E ran down the hall screaming, "I choose my own clothes!" -door slams- 

-door opens- 

"And don't come in here!" 

-door slams- I chuckled to myself and slightly rolled my eyes. 

In the kindergarten classroom, I sit with her at a tiny table and watch as she displays her recent piece of art. Her explanation is weird, dabbling in circular reasoning, and long. But I am quite in love with this whole experience and just listen.

Today she sobbed and clung to me while stating she didn't want to be at school, she would rather be at home with me. (Except I need to go to my own school...) She calms down after hugs and kisses, being rocked/held, and after explanations were given. 
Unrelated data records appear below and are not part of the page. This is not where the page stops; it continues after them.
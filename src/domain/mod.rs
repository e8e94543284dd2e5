//! Domain layer - Core character-building rules with no I/O
//!
//! This layer contains:
//! - Value Objects: Catalog, CharacterRecord, modifiers, identifiers
//! - Entities: AttributeStore, SkillAllocator
//! - Aggregates: CharacterSheet, which ties budget recompute to clamping
//! - Domain Services: Class eligibility and skill checks
//! - Errors: Catalog name lookups

pub mod aggregates;
pub mod entities;
pub mod errors;
pub mod services;
pub mod value_objects;
//! Character sheet aggregate
//!
//! Owns the attribute store, the skill allocator and the class selection,
//! and is the only place where an attribute change feeds into the skill
//! budget. The two stores never call each other; the sheet runs the
//! recompute-then-clamp step explicitly after a budget attribute moves.

use std::sync::Arc;

use crate::domain::entities::{AttributeChange, AttributeStore, SkillAllocator, SkillChange};
use crate::domain::errors::CharacterError;
use crate::domain::services::is_eligible;
use crate::domain::value_objects::{
    ability_modifier, skill_budget, Catalog, CharacterRecord, ClassDefinition, SkillDefinition,
};

/// How the skill budget moved as a result of an attribute change
#[derive(Debug, Clone, PartialEq, Eq)]
pub struct BudgetChange {
    pub previous: i32,
    pub current: i32,
    /// Points the clamp took back from skills
    pub skill_points_removed: u64,
}

/// Result of an attribute edit that changed something
#[derive(Debug, Clone, PartialEq, Eq)]
pub struct AttributeAdjusted {
    pub change: AttributeChange,
    /// Present only when the budget attribute moved
    pub budget: Option<BudgetChange>,
}

#[derive(Debug, Clone)]
pub struct CharacterSheet {
    catalog: Arc<Catalog>,
    attributes: AttributeStore,
    skills: SkillAllocator,
    selected_class: Option<String>,
}

impl CharacterSheet {
    /// All-zero sheet with no class; the budget is the one a zero budget
    /// attribute derives
    pub fn new(catalog: Arc<Catalog>) -> Self {
        let attributes = AttributeStore::new(catalog.clone());
        let budget = derived_budget(&catalog, &attributes);
        Self {
            skills: SkillAllocator::new(catalog.clone(), budget),
            attributes,
            selected_class: None,
            catalog,
        }
    }

    /// Rebuild a sheet from a (merged) record
    ///
    /// The budget is derived from the record's attributes and its stored
    /// `skillPoints` is ignored. Skills are clamped to that budget, so a
    /// record that was overspent comes back consistent. Returns the points
    /// that removed.
    pub fn from_record(catalog: Arc<Catalog>, record: &CharacterRecord) -> (Self, u64) {
        let attributes = AttributeStore::from_values(catalog.clone(), &record.attributes);
        let budget = derived_budget(&catalog, &attributes);
        let (skills, removed) = SkillAllocator::from_values(catalog.clone(), &record.skills, budget);
        let selected_class = record
            .selected_class
            .clone()
            .filter(|name| catalog.class(name).is_some());

        let sheet = Self {
            catalog,
            attributes,
            skills,
            selected_class,
        };
        (sheet, removed)
    }

    /// Adjust an attribute and, if it is the budget attribute, re-derive the
    /// budget and clamp skills to it
    pub fn adjust_attribute(&mut self, name: &str, delta: i64) -> Result<Option<AttributeAdjusted>, CharacterError> {
        let Some(change) = self.attributes.adjust(name, delta)? else {
            return Ok(None);
        };

        let budget = if change.attribute == self.catalog.budget_attribute {
            let previous = self.skills.budget();
            let current = skill_budget(change.current);
            let skill_points_removed = self.skills.clamp_to_budget(current);
            Some(BudgetChange {
                previous,
                current,
                skill_points_removed,
            })
        } else {
            None
        };

        Ok(Some(AttributeAdjusted { change, budget }))
    }

    pub fn adjust_skill(&mut self, name: &str, delta: i64) -> Result<Option<SkillChange>, CharacterError> {
        self.skills.adjust(name, delta)
    }

    /// Record the chosen class, eligible or not; `None` clears the choice
    ///
    /// Returns whether the selection changed.
    pub fn select_class(&mut self, name: Option<&str>) -> Result<bool, CharacterError> {
        if let Some(name) = name {
            if self.catalog.class(name).is_none() {
                return Err(CharacterError::UnknownClass(name.to_string()));
            }
        }
        if self.selected_class.as_deref() == name {
            return Ok(false);
        }
        self.selected_class = name.map(str::to_string);
        Ok(true)
    }

    pub fn catalog(&self) -> &Arc<Catalog> {
        &self.catalog
    }

    pub fn attributes(&self) -> &AttributeStore {
        &self.attributes
    }

    pub fn skills(&self) -> &SkillAllocator {
        &self.skills
    }

    pub fn selected_class(&self) -> Option<&str> {
        self.selected_class.as_deref()
    }

    pub fn skill_budget(&self) -> i32 {
        self.skills.budget()
    }

    pub fn available_skill_points(&self) -> u64 {
        self.skills.available_points()
    }

    /// Spent points plus the governing attribute's modifier
    pub fn skill_total(&self, skill: &SkillDefinition) -> i64 {
        let points = self.skills.get(&skill.name).unwrap_or(0);
        i64::from(points) + i64::from(self.governing_modifier(skill))
    }

    pub fn governing_modifier(&self, skill: &SkillDefinition) -> i32 {
        ability_modifier(self.attributes.get(&skill.attribute_modifier).unwrap_or(0))
    }

    /// Every catalog class paired with its current eligibility
    pub fn class_eligibility(&self) -> impl Iterator<Item = (&ClassDefinition, bool)> + '_ {
        self.catalog
            .classes
            .iter()
            .map(move |class| (class, is_eligible(class, &self.attributes)))
    }

    pub fn to_record(&self) -> CharacterRecord {
        CharacterRecord {
            attributes: self.attributes.to_map(),
            skills: self.skills.to_map(),
            selected_class: self.selected_class.clone(),
            num: self.attributes.total_points(),
            skill_points: self.skills.budget(),
        }
    }
}

fn derived_budget(catalog: &Catalog, attributes: &AttributeStore) -> i32 {
    skill_budget(attributes.get(&catalog.budget_attribute).unwrap_or(0))
}
//! Class eligibility against current attributes
//!
//! Advisory only: selection never consults this.

use crate::domain::entities::AttributeStore;
use crate::domain::value_objects::ClassDefinition;

/// True iff every attribute the class names meets its minimum
///
/// Attributes the class does not mention impose nothing.
pub fn is_eligible(class: &ClassDefinition, attributes: &AttributeStore) -> bool {
    class
        .requirements
        .iter()
        .all(|(attribute, minimum)| attributes.get(attribute).unwrap_or(0) >= *minimum)
}
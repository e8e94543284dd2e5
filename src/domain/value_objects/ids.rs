//! Strongly-typed identifiers

use serde::{Deserialize, Serialize};
use uuid::Uuid;

macro_rules! define_id {
    ($name:ident) => {
        #[derive(Debug, Clone, Copy, PartialEq, Eq, Hash, Serialize, Deserialize)]
        pub struct $name(Uuid);

        impl $name {
            pub fn new() -> Self {
                Self(Uuid::new_v4())
            }
        }

        impl Default for $name {
            fn default() -> Self {
                Self::new()
            }
        }

        impl std::fmt::Display for $name {
            fn fmt(&self, f: &mut std::fmt::Formatter<'_>) -> std::fmt::Result {
                write!(f, "{}", self.0)
            }
        }
    };
}

// One per builder session; tags log spans so interleaved saves can be told apart.
define_id!(SessionId);
//! Application services - Use case implementations
//!
//! `CharacterSession` is the entry point adapters talk to; it drives the
//! `CharacterSheet` aggregate and reports changes to `PersistenceSync`,
//! which owns the debounced conversation with the record service.

pub mod character_session;
pub mod persistence_sync;

pub use character_session::{CharacterSession, SessionOptions};
pub use persistence_sync::{SyncState, SyncStatus};
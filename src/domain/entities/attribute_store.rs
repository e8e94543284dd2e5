//! Attribute point allocations

use std::collections::BTreeMap;
use std::sync::Arc;

use crate::domain::errors::CharacterError;
use crate::domain::value_objects::{ability_modifier, Catalog};

/// An attribute value that actually moved
#[derive(Debug, Clone, PartialEq, Eq)]
pub struct AttributeChange {
    pub attribute: String,
    pub previous: u32,
    pub current: u32,
}

/// Owns one value per catalog attribute and the running total of them
///
/// `total_points` is maintained incrementally and always equals the sum of
/// the values; tests recount it with `check_total`.
#[derive(Debug, Clone)]
pub struct AttributeStore {
    catalog: Arc<Catalog>,
    values: Vec<u32>,
    total_points: u64,
}

impl AttributeStore {
    pub fn new(catalog: Arc<Catalog>) -> Self {
        let values = vec![0; catalog.attributes.len()];
        Self {
            catalog,
            values,
            total_points: 0,
        }
    }

    /// Populate from a name → value map; names missing from the map are 0
    pub fn from_values(catalog: Arc<Catalog>, values: &BTreeMap<String, u32>) -> Self {
        let values: Vec<u32> = catalog
            .attributes
            .iter()
            .map(|name| values.get(name).copied().unwrap_or(0))
            .collect();
        let total_points = values.iter().map(|v| u64::from(*v)).sum();
        Self {
            catalog,
            values,
            total_points,
        }
    }

    /// Apply `delta` to an attribute, flooring at zero
    ///
    /// Returns `None` when the clamped value equals the current one; in that
    /// case nothing, including the total, is touched.
    pub fn adjust(&mut self, name: &str, delta: i64) -> Result<Option<AttributeChange>, CharacterError> {
        let index = self
            .catalog
            .attribute_index(name)
            .ok_or_else(|| CharacterError::UnknownAttribute(name.to_string()))?;

        let previous = self.values[index];
        let current = clamp_count(i64::from(previous).saturating_add(delta));
        if current == previous {
            return Ok(None);
        }

        self.values[index] = current;
        self.total_points = self.total_points - u64::from(previous) + u64::from(current);

        Ok(Some(AttributeChange {
            attribute: name.to_string(),
            previous,
            current,
        }))
    }

    pub fn get(&self, name: &str) -> Option<u32> {
        self.catalog.attribute_index(name).map(|i| self.values[i])
    }

    pub fn modifier(&self, name: &str) -> Option<i32> {
        self.get(name).map(ability_modifier)
    }

    pub fn total_points(&self) -> u64 {
        self.total_points
    }

    /// Whether the incremental total still matches a full recount
    #[cfg(test)]
    pub fn check_total(&self) -> bool {
        self.total_points == self.values.iter().map(|v| u64::from(*v)).sum::<u64>()
    }

    /// Values in catalog order
    pub fn iter(&self) -> impl Iterator<Item = (&str, u32)> + '_ {
        self.catalog
            .attributes
            .iter()
            .map(String::as_str)
            .zip(self.values.iter().copied())
    }

    pub fn to_map(&self) -> BTreeMap<String, u32> {
        self.iter().map(|(name, value)| (name.to_string(), value)).collect()
    }
}

pub(crate) fn clamp_count(value: i64) -> u32 {
    u32::try_from(value.max(0)).unwrap_or(u32::MAX)
}

#[cfg(test)]
mod tests {
    use super::*;

    fn store() -> AttributeStore {
        AttributeStore::new(Arc::new(Catalog::standard()))
    }

    #[test]
    fn test_adjust_tracks_total() {
        let mut store = store();

        store.adjust("Strength", 1).unwrap();
        store.adjust("Strength", 1).unwrap();
        store.adjust("Wisdom", 5).unwrap();
        store.adjust("Strength", -1).unwrap();

        assert_eq!(store.get("Strength"), Some(1));
        assert_eq!(store.get("Wisdom"), Some(5));
        assert_eq!(store.total_points(), 6);
        assert!(store.check_total());
    }

    #[test]
    fn test_decrement_at_zero_is_a_no_op() {
        let mut store = store();
        let before = store.to_map();

        let change = store.adjust("Charisma", -1).unwrap();

        assert_eq!(change, None);
        assert_eq!(store.to_map(), before);
        assert_eq!(store.total_points(), 0);
    }

    #[test]
    fn test_large_negative_delta_clamps_and_keeps_total_exact() {
        let mut store = store();
        store.adjust("Dexterity", 3).unwrap();
        store.adjust("Constitution", 4).unwrap();

        let change = store.adjust("Dexterity", -10).unwrap().unwrap();

        assert_eq!(change.previous, 3);
        assert_eq!(change.current, 0);
        assert_eq!(store.total_points(), 4);
        assert!(store.check_total());
    }

    #[test]
    fn test_unknown_attribute_is_an_error() {
        let mut store = store();
        assert_eq!(
            store.adjust("Luck", 1),
            Err(CharacterError::UnknownAttribute("Luck".to_string()))
        );
    }

    #[test]
    fn test_from_values_computes_total() {
        let catalog = Arc::new(Catalog::standard());
        let values = BTreeMap::from([("Strength".to_string(), 12), ("Intelligence".to_string(), 8)]);

        let store = AttributeStore::from_values(catalog, &values);

        assert_eq!(store.total_points(), 20);
        assert_eq!(store.get("Dexterity"), Some(0));
        assert_eq!(store.modifier("Intelligence"), Some(-1));
        assert_eq!(store.iter().next(), Some(("Strength", 12)));
    }
}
None of these situations ever bothered me. Except the last one touched a little closer to home than I wished. Time went by really fast. I feel like it went too fast. All my complaining about being tired, long hours of sitting with the case manager, and stressing over THE paperwork, was all worth it because we ended up with a wonderful kiddo. Here we are wanting to do it all over again. This year I feel like I felt before we had E. Just a little more desperate and a lot more wanting to have a baby again. It just brightens up my life every time we go through a behavior or some new experience, and then I get sad and pray that this wouldn't be the last time we go through the "flipping fours." (The real word is not flipping...

In just a few short weeks we close the chapter on the 4s and move into the independent 5s.  There is something a little more somber about this birthday to me. If I could, I would repeat it all over again. I mean "we." OK! Yes, we would do it all over again! As you know- it takes two to tango when you are married!!